— What the task asks —
Word for word, transcribe the material below from its first line to the line with "pub type NetworkModelMetricFn<M>", both included.

══════════════════════════════

use std::fmt::Write as _;
use std::sync::Arc;

use anyhow::{anyhow, bail, Result};
use indexmap::{IndexMap, IndexSet};
use log::debug;
use ndarray::{Array2, Axis};

use crate::network::Network;

pub type AdjacencyMetricFn = dyn Fn(&Array2<f64>) -> f64 + Send + Sync;
pub type NetworkMetricFn = dyn Fn(&Network) -> f64 + Send + Sync;
pub type ModelPairMetricFn<M> = dyn Fn(&M, &M) -> f64 + Send + Sync;
pub type NetworkModelMetricFn<M> = dyn Fn(&Network, &M, &M) -> f64 + Send + Sync;

pub enum MetricEvaluator<M> {
    Adjacency(Arc<AdjacencyMetricFn>),
    Network(Arc<NetworkMetricFn>),
    ModelPair(Arc<ModelPairMetricFn<M>>),
    NetworkAndModelPair(Arc<NetworkModelMetricFn<M>>),
}

impl<M> MetricEvaluator<M> {
    pub fn adjacency<F>(f: F) -> Self
    where
        F: Fn(&Array2<f64>) -> f64 + Send + Sync + 'static,
    {
        Self::Adjacency(Arc::new(f))
    }

    pub fn network<F>(f: F) -> Self
    where
        F: Fn(&Network) -> f64 + Send + Sync + 'static,
    {
        Self::Network(Arc::new(f))
    }

    pub fn model_pair<F>(f: F) -> Self
    where
        F: Fn(&M, &M) -> f64 + Send + Sync + 'static,
    {
        Self::ModelPair(Arc::new(f))
    }

    pub fn network_and_model_pair<F>(f: F) -> Self
    where
        F: Fn(&Network, &M, &M) -> f64 + Send + Sync + 'static,
    {
        Self::NetworkAndModelPair(Arc::new(f))
    }
}

impl<M> Clone for MetricEvaluator<M> {
    fn clone(&self) -> Self {
        match self {
            Self::Adjacency(f) => Self::Adjacency(Arc::clone(f)),
            Self::Network(f) => Self::Network(Arc::clone(f)),
            Self::ModelPair(f) => Self::ModelPair(Arc::clone(f)),
            Self::NetworkAndModelPair(f) => Self::NetworkAndModelPair(Arc::clone(f)),
        }
    }
}

struct Metric<M> {
    // None marks a derived metric, which record skips.
    evaluator: Option<MetricEvaluator<M>>,
    data: Array2<f64>,
}

/// Dense grid over subnetwork sizes (rows) and repetitions (columns), one
/// storage matrix per registered metric. Cells hold NaN until recorded.
pub struct ResultsGrid<M = ()> {
    sub_sizes: IndexSet<usize>,
    num_reps: usize,
    title: Option<String>,
    metrics: IndexMap<String, Metric<M>>,
}

impl<M> ResultsGrid<M> {
    pub fn new(sub_sizes: &[usize], num_reps: usize) -> Result<Self> {
        if num_reps == 0 {
            bail!("a results grid needs at least one repetition column");
        }
        let mut sizes: IndexSet<usize> = IndexSet::with_capacity(sub_sizes.len());
        for &size in sub_sizes {
            if !sizes.insert(size) {
                bail!("subnetwork size {size} listed more than once");
            }
        }
        Ok(Self {
            sub_sizes: sizes,
            num_reps,
            title: None,
            metrics: IndexMap::new(),
        })
    }

    pub fn with_title(mut self, title: impl Into<String>) -> Self {
        self.title = Some(title.into());
        self
    }

    pub fn title(&self) -> Option<&str> {
        self.title.as_deref()
    }

    pub fn num_reps(&self) -> usize {
        self.num_reps
    }

    pub fn sub_sizes(&self) -> Vec<usize> {
        self.sub_sizes.iter().copied().collect()
    }

    pub fn metric_names(&self) -> Vec<&str> {
        self.metrics.keys().map(String::as_str).collect()
    }

    /// Register a metric under `name`, replacing any metric of the same name.
    pub fn register(&mut self, name: impl Into<String>, evaluator: MetricEvaluator<M>) -> String {
        let name = name.into();
        let metric = Metric {
            evaluator: Some(evaluator),
            data: self.empty_storage(self.num_reps),
        };
        self.metrics.insert(name.clone(), metric);
        name
    }

    pub fn record(
        &mut self,
        size: usize,
        rep: usize,
        network: &Network,
        data_model: Option<&M>,
        fit_model: Option<&M>,
    ) -> Result<()> {
        let row = self
            .sub_sizes
            .get_index_of(&size)
            .ok_or_else(|| anyhow!("size {size} is not a registered subnetwork size"))?;
        if rep >= self.num_reps {
            bail!("repetition {rep} outside 0..{}", self.num_reps);
        }

        let mut adjacency: Option<Array2<f64>> = None;
        for (name, metric) in &mut self.metrics {
            let evaluator = match &metric.evaluator {
                Some(evaluator) => evaluator,
                None => continue,
            };
            let value = match evaluator {
                MetricEvaluator::Adjacency(f) => {
                    let matrix = adjacency.get_or_insert_with(|| network.adjacency_matrix());
                    f(matrix)
                }
                MetricEvaluator::Network(f) => f(network),
                MetricEvaluator::ModelPair(f) => {
                    let (data, fit) = require_models(name, data_model, fit_model)?;
                    f(data, fit)
                }
                MetricEvaluator::NetworkAndModelPair(f) => {
                    let (data, fit) = require_models(name, data_model, fit_model)?;
                    f(network, data, fit)
                }
            };
            metric.data[[row, rep]] = value;
        }
        Ok(())
    }

    /// Derive `name` as the per-row mean squared difference between two
    /// recorded metrics. Later recording does not refresh the result.
    pub fn estimate_mse(&mut self, name: &str, true_name: &str, estimate_name: &str) -> Result<()> {
        let true_data = &self.lookup(true_name)?.data;
        let estimate_data = &self.lookup(estimate_name)?.data;

        let rows = self.sub_sizes.len();
        let mut data = Array2::from_elem((rows, 1), f64::NAN);
        for row in 0..rows {
            let diff = &true_data.row(row) - &estimate_data.row(row);
            data[[row, 0]] = diff.iter().map(|d| d * d).sum::<f64>() / diff.len() as f64;
        }

        debug!("derived metric '{name}' from '{true_name}' vs '{estimate_name}'");
        self.metrics.insert(
            name.to_string(),
            Metric {
                evaluator: None,
                data,
            },
        );
        Ok(())
    }

    pub fn row_means(&self, name: &str) -> Result<Vec<f64>> {
        let metric = self.lookup(name)?;
        let means = metric
            .data
            .mean_axis(Axis(1))
            .ok_or_else(|| anyhow!("metric '{name}' has no repetition columns"))?;
        Ok(means.to_vec())
    }

    pub fn values(&self, name: &str) -> Result<&Array2<f64>> {
        Ok(&self.lookup(name)?.data)
    }

    pub fn summary(&self) -> String {
        let mut out = String::new();
        for (name, metric) in &self.metrics {
            let means: Vec<f64> = metric
                .data
                .rows()
                .into_iter()
                .map(|row| row.sum() / row.len() as f64)
                .collect();
            let _ = writeln!(out, "{name}: {means:?}");
        }
        out
    }

    /// A fresh grid with the same registrations but unwritten storage; derived
    /// metrics are not carried over.
    pub fn empty_copy(&self) -> ResultsGrid<M> {
        let mut metrics = IndexMap::with_capacity(self.metrics.len());
        for (name, metric) in &self.metrics {
            if let Some(evaluator) = &metric.evaluator {
                metrics.insert(
                    name.clone(),
                    Metric {
                        evaluator: Some(evaluator.clone()),
                        data: self.empty_storage(self.num_reps),
                    },
                );
            }
        }
        ResultsGrid {
            sub_sizes: self.sub_sizes.clone(),
            num_reps: self.num_reps,
            title: self.title.clone(),
            metrics,
        }
    }

    fn lookup(&self, name: &str) -> Result<&Metric<M>> {
        self.metrics
            .get(name)
            .ok_or_else(|| anyhow!("unknown metric '{name}'"))
    }

    fn empty_storage(&self, columns: usize) -> Array2<f64> {
        Array2::from_elem((self.sub_sizes.len(), columns), f64::NAN)
    }
}

fn require_models<'a, M>(
    name: &str,
    data_model: Option<&'a M>,
    fit_model: Option<&'a M>,
) -> Result<(&'a M, &'a M)> {
    match (data_model, fit_model) {
        (Some(data), Some(fit)) => Ok((data, fit)),
        _ => bail!("metric '{name}' needs both a data model and a fit model"),
    }
}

══════════════════════════════

— Written response —
use std::fmt::Write as _;
use std::sync::Arc;

use anyhow::{anyhow, bail, Result};
use indexmap::{IndexMap, IndexSet};
use log::debug;
use ndarray::{Array2, Axis};

use crate::network::Network;

pub type AdjacencyMetricFn = dyn Fn(&Array2<f64>) -> f64 + Send + Sync;
pub type NetworkMetricFn = dyn Fn(&Network) -> f64 + Send + Sync;
pub type ModelPairMetricFn<M> = dyn Fn(&M, &M) -> f64 + Send + Sync;
pub type NetworkModelMetricFn<M> = dyn Fn(&Network, &M, &M) -> f64 + Send + Sync;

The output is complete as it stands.